Key Responsibilities:
- Research, architect, and implement machine learning algorithms for classification, regression, clustering, anomaly detection, and recommendation tasks.
- Fine‑tune LLMs and develop interactive AI applications, integrating them with existing IT systems.
- Collect, clean, engineer features for, and curate large datasets for generative and discriminative model training.
- Experiment with supervised, unsupervised, semi‑supervised, reinforcement, and deep learning techniques to optimize model performance.
- Design and automate ML pipelines, encompassing data ingestion, feature engineering, model selection, hyper‑parameter tuning, and validation procedures.
- Build and manage scalable ML infrastructure (e.g., containerized deployments, GPU clusters, model registries) for training, testing, and production use.
- Partner with data stewards, domain experts, and IT teams to ensure data quality, ethical compliance, and system reliability.
Required Skills:
- Strong programming in Python; proficiency with TensorFlow, PyTorch, or equivalent deep learning frameworks.
- Hands‑on experience with NLP technologies (tokenizers, embeddings, transformer models) and LLM fine‑tuning.
- Knowledge of machine learning pipelines, MLOps principles, and cloud or on‑prem deployment strategies.
- Excellent analytical and problem‑solving abilities; meticulous attention to detail.

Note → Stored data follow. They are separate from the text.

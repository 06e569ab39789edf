//! # Config Store
//!
//! Loads and atomically persists the stream catalogue as a single YAML document
//!. `Save` writes to a sibling temp file in the catalogue's
//! directory, fsyncs it, then renames it over the target — so a crash mid-write
//! leaves either the old file or the new one, never a partial one.
//!
//! Unknown fields on each record are preserved across round-trips: every record is
//! deserialized as the typed [`Stream`] plus a flattened `serde_yaml::Mapping` of
//! whatever keys the typed struct didn't claim, and both are re-emitted on save.

use std::collections::HashMap;
use std::io::Write;
use std::path::{Path, PathBuf};

use serde::{Deserialize, Serialize};
use tempfile::NamedTempFile;
use tracing::{debug, instrument};

use crate::config::model::Stream;
use crate::error::AppError;

/// One catalogue entry as it round-trips through YAML: the fields this binary
/// understands, plus anything else under `#[serde(flatten)]` so a newer or older
/// version of the schema doesn't lose data it doesn't recognize.
#[derive(Debug, Clone, Serialize, Deserialize)]
struct RawRecord {
    #[serde(flatten)]
    known: Stream,
    #[serde(flatten)]
    extra: serde_yaml::Mapping,
}

/// Handle to the on-disk catalogue file. Stateless beyond the path; callers are
/// expected to serialize access to `save` themselves (the Registry's writer lock
/// does this).
#[derive(Debug, Clone)]
pub struct ConfigStore {
    path: PathBuf,
}

impl ConfigStore {
    pub fn new(path: impl Into<PathBuf>) -> Self {
        ConfigStore { path: path.into() }
    }

    pub fn path(&self) -> &Path {
        &self.path
    }

    /// Load the catalogue, validating each record against the §3 invariants this
    /// binary enforces. Missing file is not an error: an empty catalogue is created
    /// in memory (and on first save, on disk). Each record comes back paired with
    /// its unknown-field [`RawRecord::extra`] mapping so the caller can hold onto
    /// it and hand it back to [`Self::save`] unchanged.
    #[instrument(skip(self), fields(path = %self.path.display()))]
    pub fn load(&self) -> Result<Vec<(Stream, serde_yaml::Mapping)>, AppError> {
        let contents = match std::fs::read_to_string(&self.path) {
            Ok(contents) => contents,
            Err(e) if e.kind() == std::io::ErrorKind::NotFound => {
                debug!("catalogue file absent, starting with an empty one");
                return Ok(Vec::new());
            }
            Err(e) => return Err(e.into()),
        };

        if contents.trim().is_empty() {
            return Ok(Vec::new());
        }

        let records: Vec<RawRecord> = serde_yaml::from_str(&contents)?;
        let mut out = Vec::with_capacity(records.len());
        for record in records {
            validate_record(&record.known)?;
            out.push((record.known, record.extra));
        }
        Ok(out)
    }

    /// Persist the full catalogue via temp-write + fsync + atomic rename.
    /// `extras`, keyed by stream id, is re-attached to each record so unknown
    /// fields a prior [`Self::load`] preserved round-trip unchanged; a stream with
    /// no entry (e.g. freshly created) gets an empty mapping.
    #[instrument(skip(self, streams, extras), fields(path = %self.path.display(), count = streams.len()))]
    pub fn save(&self, streams: &[Stream], extras: &HashMap<String, serde_yaml::Mapping>) -> Result<(), AppError> {
        let dir = self.path.parent().unwrap_or_else(|| Path::new("."));
        std::fs::create_dir_all(dir)?;

        let records: Vec<RawRecord> = streams
            .iter()
            .cloned()
            .map(|known| {
                let extra = extras.get(&known.id).cloned().unwrap_or_default();
                RawRecord { known, extra }
            })
            .collect();
        let yaml = serde_yaml::to_string(&records)?;

        let mut tmp = NamedTempFile::new_in(dir)?;
        tmp.write_all(yaml.as_bytes())?;
        tmp.as_file().sync_all()?;
        tmp.persist(&self.path).map_err(|e| AppError::from(e.error))?;
        Ok(())
    }
}

fn validate_record(stream: &Stream) -> Result<(), AppError> {
    super::model::validate_name(&stream.name)?;
    super::model::validate_rtsp_url(&stream.rtsp_url)?;
    for param in &stream.ffmpeg_params {
        if super::model::contains_shell_metachar(param) {
            return Err(AppError::schema(format!(
                "ffmpeg_params element '{param}' contains a shell metacharacter"
            )));
        }
    }
    Ok(())
}

#[cfg(test)]
mod tests {
    use super::*;
    use crate::config::model::StreamStatus;

    fn sample(order: u32) -> Stream {
        Stream {
            id: uuid::Uuid::new_v4().to_string(),
            name: format!("Camera {order}"),
            rtsp_url: "rtsp://10.0.0.5/s".to_string(),
            created_at: chrono::Utc::now(),
            order,
            status: StreamStatus::Stopped,
            hw_accel_enabled: true,
            ffmpeg_params: vec![],
            target_fps: 5,
            zones: vec![],
        }
    }

    fn no_extras() -> HashMap<String, serde_yaml::Mapping> {
        HashMap::new()
    }

    #[test]
    fn missing_file_loads_as_empty() {
        let dir = tempfile::tempdir().unwrap();
        let store = ConfigStore::new(dir.path().join("config.yml"));
        assert!(store.load().unwrap().is_empty());
    }

    #[test]
    fn save_then_load_round_trips() {
        let dir = tempfile::tempdir().unwrap();
        let store = ConfigStore::new(dir.path().join("config.yml"));
        let streams = vec![sample(0), sample(1)];
        store.save(&streams, &no_extras()).unwrap();

        let loaded = store.load().unwrap();
        assert_eq!(loaded.len(), 2);
        assert_eq!(loaded[0].0.name, "Camera 0");
        assert_eq!(loaded[1].0.order, 1);
    }

    #[test]
    fn unknown_fields_survive_a_save_after_load() {
        let dir = tempfile::tempdir().unwrap();
        let path = dir.path().join("config.yml");
        let stream = sample(0);
        std::fs::write(
            &path,
            format!(
                "- id: {}\n  name: \"{}\"\n  rtsp_url: \"{}\"\n  created_at: {}\n  order: 0\n  status: stopped\n  future_field: kept\n",
                stream.id,
                stream.name,
                stream.rtsp_url,
                stream.created_at.to_rfc3339(),
            ),
        )
        .unwrap();
        let store = ConfigStore::new(&path);

        let loaded = store.load().unwrap();
        assert_eq!(loaded.len(), 1);
        let extra = loaded[0].1.get("future_field").unwrap().as_str().unwrap();
        assert_eq!(extra, "kept");

        let streams: Vec<Stream> = loaded.iter().map(|(s, _)| s.clone()).collect();
        let extras: HashMap<String, serde_yaml::Mapping> =
            loaded.into_iter().map(|(s, extra)| (s.id, extra)).collect();
        store.save(&streams, &extras).unwrap();

        let reloaded = store.load().unwrap();
        let extra = reloaded[0].1.get("future_field").unwrap().as_str().unwrap();
        assert_eq!(extra, "kept");
    }

    #[test]
    fn save_is_atomic_with_respect_to_a_prior_version() {
        let dir = tempfile::tempdir().unwrap();
        let path = dir.path().join("config.yml");
        let store = ConfigStore::new(&path);

        store.save(&[sample(0)], &no_extras()).unwrap();
        let before = std::fs::read_to_string(&path).unwrap();

        store.save(&[sample(0), sample(1)], &no_extras()).unwrap();
        let after = std::fs::read_to_string(&path).unwrap();
        assert_ne!(before, after);

        // No stray temp files left behind in the catalogue directory.
        let leftover = std::fs::read_dir(dir.path())
            .unwrap()
            .filter(|e| {
                e.as_ref().unwrap().file_name() != std::ffi::OsStr::new("config.yml")
            })
            .count();
        assert_eq!(leftover, 0);
    }

    #[test]
    fn rejects_invalid_record_on_load() {
        let dir = tempfile::tempdir().unwrap();
        let path = dir.path().join("config.yml");
        std::fs::write(&path, "- id: x\n  name: \"\"\n  rtsp_url: rtsp://h/s\n  created_at: 2024-01-01T00:00:00Z\n  order: 0\n  status: stopped\n").unwrap();
        let store = ConfigStore::new(&path);
        assert!(store.load().is_err());
    }
}
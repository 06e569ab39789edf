//! SPA fallback: serve the static dashboard bundle for any non-`/api/*` path
//!. The SPA itself is an external collaborator; this crate only owns the serving mechanics —
//! directory-traversal-safe static files with an index fallback for client-side
//! routing.

use tower_http::services::{ServeDir, ServeFile};

/// `tower_http::services::ServeDir` already canonicalizes and rejects `..`
/// segments that would escape `root`; the `ServeFile` fallback serves the SPA
/// entry point for any path it doesn't recognize as a real asset.
pub fn service(root: &str) -> tower_http::services::ServeDir<ServeFile> {
    let index = format!("{root}/index.html");
    ServeDir::new(root).fallback(ServeFile::new(index))
}
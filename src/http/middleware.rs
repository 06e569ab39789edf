//! # Rate Limiter & Request Middleware
//!
//! Two concerns layered over every request:
//! - a request id is minted, attached to the tracing span, and echoed back in the
//!   `x-request-id` header and in every error body;
//! - a per-remote-host token bucket gates mutating `/api/*` routes. Built on the
//!   same lock-free-counter idiom the rest of this codebase uses for its ring
//!   buffer and concurrency accounting — there is no token-bucket crate in the
//!   dependency stack to reach for.

use std::net::{IpAddr, SocketAddr};
use std::time::{Duration, Instant};

use axum::body::{to_bytes, Body};
use axum::extract::{ConnectInfo, State};
use axum::http::{HeaderValue, Method, Request};
use axum::middleware::Next;
use axum::response::{IntoResponse, Response};
use dashmap::DashMap;
use parking_lot::Mutex;
use tracing::Instrument;
use uuid::Uuid;

use crate::error::AppError;
use crate::http::state::AppState;
use crate::metrics::{HttpLabel, RouteLabel};

/// Response bodies above this size are left untouched rather than buffered to
/// inject a request id; nothing this gateway returns as an error body is
/// anywhere near this large.
const MAX_BODY_FOR_REQUEST_ID_INJECTION: usize = 64 * 1024;

const SUSTAINED_RATE_PER_SEC: f64 = 5.0;
const BURST: f64 = 10.0;

struct Bucket {
    tokens: f64,
    last_refill: Instant,
}

/// One token bucket per remote host, created lazily on first mutating request.
pub struct RateLimiter {
    buckets: DashMap<IpAddr, Mutex<Bucket>>,
}

impl RateLimiter {
    pub fn new() -> Self {
        RateLimiter { buckets: DashMap::new() }
    }

    /// Returns `Ok(())` if the request may proceed, or `Err(retry_after_secs)`.
    fn check(&self, host: IpAddr) -> Result<(), u64> {
        let entry = self.buckets.entry(host).or_insert_with(|| {
            Mutex::new(Bucket { tokens: BURST, last_refill: Instant::now() })
        });
        let mut bucket = entry.lock();
        let now = Instant::now();
        let elapsed = now.saturating_duration_since(bucket.last_refill).as_secs_f64();
        bucket.tokens = (bucket.tokens + elapsed * SUSTAINED_RATE_PER_SEC).min(BURST);
        bucket.last_refill = now;

        if bucket.tokens >= 1.0 {
            bucket.tokens -= 1.0;
            Ok(())
        } else {
            let deficit = 1.0 - bucket.tokens;
            let wait_secs = (deficit / SUSTAINED_RATE_PER_SEC).ceil().max(1.0) as u64;
            Err(wait_secs)
        }
    }
}

impl Default for RateLimiter {
    fn default() -> Self {
        RateLimiter::new()
    }
}

fn is_rate_limited_route(method: &Method, path: &str) -> bool {
    matches!(*method, Method::POST | Method::PATCH | Method::PUT | Method::DELETE) && path.starts_with("/api/")
}

/// The request id attached as a typed request extension so handlers and the error
/// body renderer can read it back out.
#[derive(Debug, Clone)]
pub struct RequestId(pub String);

/// Mints a request id, wraps the handler in a tracing span carrying it, rate
/// limits mutating `/api/*` calls per remote host, and records the
/// `http_requests_total`/`http_request_duration_seconds` metrics for every
/// response that leaves this layer.
pub async fn request_context(
    State(state): State<AppState>,
    ConnectInfo(addr): ConnectInfo<SocketAddr>,
    mut req: Request<axum::body::Body>,
    next: Next,
) -> Response {
    let started_at = Instant::now();
    let request_id = Uuid::new_v4().to_string();
    req.extensions_mut().insert(RequestId(request_id.clone()));

    let method = req.method().clone();
    let path = req.uri().path().to_string();

    let span = tracing::info_span!("http_request", request_id = %request_id, method = %method, path = %path);

    async move {
        let response = if is_rate_limited_route(&method, &path) {
            match state.limiter.check(addr.ip()) {
                Ok(()) => next.run(req).await,
                Err(retry_after) => {
                    let error = AppError::rate_limited(retry_after).with_operation("http.rate_limit");
                    error.into_response()
                }
            }
        } else {
            next.run(req).await
        };

        let mut response = attach_request_id(response, &request_id).await;
        if let Ok(value) = HeaderValue::from_str(&request_id) {
            response.headers_mut().insert("x-request-id", value);
        }

        state
            .metrics
            .http_requests_total
            .get_or_create(&HttpLabel {
                method: method.to_string(),
                route: path.clone(),
                status: response.status().as_u16().to_string(),
            })
            .inc();
        state
            .metrics
            .http_request_duration_seconds
            .get_or_create(&RouteLabel { route: path.clone() })
            .observe(started_at.elapsed().as_secs_f64());

        response
    }
    .instrument(span)
    .await
}

/// Injects `request_id` into a JSON error body's top level so a caller who
/// only has the body (no headers) can still correlate it with server logs.
/// Leaves non-error and non-JSON responses untouched.
async fn attach_request_id(response: Response, request_id: &str) -> Response {
    if !response.status().is_client_error() && !response.status().is_server_error() {
        return response;
    }

    let (mut parts, body) = response.into_parts();
    let bytes = match to_bytes(body, MAX_BODY_FOR_REQUEST_ID_INJECTION).await {
        Ok(bytes) => bytes,
        Err(_) => return Response::from_parts(parts, Body::empty()),
    };

    let Ok(mut value) = serde_json::from_slice::<serde_json::Value>(&bytes) else {
        parts.headers.remove(axum::http::header::CONTENT_LENGTH);
        return Response::from_parts(parts, Body::from(bytes));
    };

    if let serde_json::Value::Object(map) = &mut value {
        map.insert("request_id".to_string(), serde_json::Value::String(request_id.to_string()));
    }

    let rewritten = serde_json::to_vec(&value).unwrap_or_else(|_| bytes.to_vec());
    parts.headers.remove(axum::http::header::CONTENT_LENGTH);
    Response::from_parts(parts, Body::from(rewritten))
}

#[cfg(test)]
mod tests {
    use super::*;
    use crate::error::AppError;

    #[tokio::test]
    async fn attaches_request_id_to_an_error_body() {
        let response = AppError::not_found("abc").into_response();
        let response = attach_request_id(response, "req-123").await;
        let bytes = to_bytes(response.into_body(), 1024).await.unwrap();
        let value: serde_json::Value = serde_json::from_slice(&bytes).unwrap();
        assert_eq!(value["request_id"], "req-123");
        assert_eq!(value["code"], "NOT_FOUND");
    }

    #[tokio::test]
    async fn leaves_success_bodies_untouched() {
        let response = (axum::http::StatusCode::OK, "ok").into_response();
        let response = attach_request_id(response, "req-123").await;
        let bytes = to_bytes(response.into_body(), 1024).await.unwrap();
        assert_eq!(&bytes[..], b"ok");
    }
}
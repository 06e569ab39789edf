pub mod test_concurrency_cap;
pub mod test_delete_idempotency;
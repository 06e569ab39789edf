pub mod test_health_and_metrics;
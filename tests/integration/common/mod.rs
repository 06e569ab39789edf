//! Shared test-app and registry helpers used across the integration suite.

use std::sync::Arc;

use rtsp_gateway::config::ConfigStore;
use rtsp_gateway::gpu::{GpuBackend, GpuRegistry};
use rtsp_gateway::metrics::Metrics;
use rtsp_gateway::registry::Registry;
use serde_json::Value;

/// Build a fully-wired router backed by a throwaway config file so no real
/// FFmpeg process is ever spawned.
pub fn test_app() -> axum::Router {
    let dir = tempfile::tempdir().unwrap();
    let store = ConfigStore::new(dir.path().join("config.yml"));
    let gpu = Arc::new(GpuRegistry::with_backend(GpuBackend::None));
    let metrics = Arc::new(Metrics::new());
    let registry = Registry::load(store, gpu, metrics.clone()).unwrap();
    // Keep the tempdir alive for the process lifetime of this test by leaking
    // it; each test gets its own directory so there is no cross-test state.
    std::mem::forget(dir);
    rtsp_gateway::http::build(registry, metrics)
}

/// Same backing store as [`test_app`], but returning the `Registry` directly
/// for tests that drive it without going through HTTP.
pub fn test_registry() -> (Arc<Registry>, tempfile::TempDir) {
    let dir = tempfile::tempdir().unwrap();
    let store = ConfigStore::new(dir.path().join("config.yml"));
    let gpu = Arc::new(GpuRegistry::with_backend(GpuBackend::None));
    let metrics = Arc::new(Metrics::new());
    let registry = Registry::load(store, gpu, metrics).unwrap();
    (registry, dir)
}

pub async fn body_json(response: axum::response::Response) -> Value {
    use http_body_util::BodyExt;
    let bytes = response.into_body().collect().await.unwrap().to_bytes();
    serde_json::from_slice(&bytes).unwrap()
}

pub fn json_request(method: &str, uri: &str, body: Value) -> axum::http::Request<axum::body::Body> {
    axum::http::Request::builder()
        .method(method)
        .uri(uri)
        .header("content-type", "application/json")
        .body(axum::body::Body::from(body.to_string()))
        .unwrap()
}
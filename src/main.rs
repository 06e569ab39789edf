use std::sync::Arc;
use std::time::Duration;

use anyhow::Result;
use clap::Parser;
use tokio::signal::unix::{signal, SignalKind};
use tracing_subscriber::EnvFilter;

use rtsp_gateway::config::ConfigStore;
use rtsp_gateway::gpu::GpuRegistry;
use rtsp_gateway::metrics::Metrics;
use rtsp_gateway::registry::Registry;

/// LAN-deployed RTSP-to-MJPEG gateway with a REST control plane.
#[derive(Parser, Debug)]
#[command(name = "gatewayd")]
#[command(about = "Pull RTSP streams through FFmpeg and re-serve them as MJPEG over HTTP")]
struct Args {
    /// HTTP listen port.
    #[arg(long, env = "APP_PORT", default_value_t = 8000)]
    port: u16,

    /// Path to the stream catalogue YAML file.
    #[arg(long, env = "CONFIG_PATH", default_value = "/app/config/config.yml")]
    config: String,
}

/// Extra margin over a Worker's own 5s stop grace so the last
/// stdout/stderr reader task has time to observe the closed pipe and exit.
const SHUTDOWN_GRACE: Duration = Duration::from_secs(6);

#[tokio::main]
async fn main() -> Result<()> {
    tracing_subscriber::fmt()
        .with_env_filter(EnvFilter::try_from_default_env().unwrap_or_else(|_| EnvFilter::new("info")))
        .init();

    let args = Args::parse();
    let gpu = GpuRegistry::detect_from_env();

    if std::env::var("CI_DRY_RUN").map(|v| v == "true").unwrap_or(false) {
        println!("{} {}", env!("CARGO_PKG_NAME"), env!("CARGO_PKG_VERSION"));
        println!("gpu_backend={}", gpu.backend().as_str());
        return Ok(());
    }

    let store = ConfigStore::new(&args.config);
    let metrics = Arc::new(Metrics::new());
    let registry = Registry::load(store, Arc::new(gpu.clone()), metrics.clone())?;

    let app = rtsp_gateway::http::build(registry.clone(), metrics);

    let addr = std::net::SocketAddr::from(([0, 0, 0, 0], args.port));
    let listener = tokio::net::TcpListener::bind(addr).await?;
    tracing::info!(%addr, gpu_backend = gpu.backend().as_str(), "gatewayd listening");

    axum::serve(listener, app.into_make_service_with_connect_info::<std::net::SocketAddr>())
        .with_graceful_shutdown(shutdown_signal())
        .await?;

    for stream in registry.list() {
        let _ = registry.stop(&stream.id);
    }
    tokio::time::sleep(SHUTDOWN_GRACE).await;

    Ok(())
}

/// Resolves on `SIGINT` or `SIGTERM` so the caller can give running Workers
/// their stop grace period before the process exits.
async fn shutdown_signal() {
    let ctrl_c = async {
        let _ = tokio::signal::ctrl_c().await;
    };

    #[cfg(unix)]
    let terminate = async {
        let mut sigterm = signal(SignalKind::terminate()).expect("failed to install SIGTERM handler");
        sigterm.recv().await;
    };

    #[cfg(not(unix))]
    let terminate = std::future::pending::<()>();

    tokio::select! {
        _ = ctrl_c => {}
        _ = terminate => {}
    }
}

- Effective communication skills for cross‑team collaboration and documentation.
- Up‑to‑date with latest AI research, trends, and best practices.
Required Education & Certifications:
- Bachelor’s degree in Artificial Intelligence, Computer Science, Data Science, or related field (Master’s preferred).
- Minimum of 1 year of graduate‑level experience implementing and fine‑tuning LLMs or interactive AI applications.
- Relevant certifications in machine learning, NLP, or cloud AI services are advantageous but not mandatory.
Cincinnati, United states
On site
Fresher
05-10-2025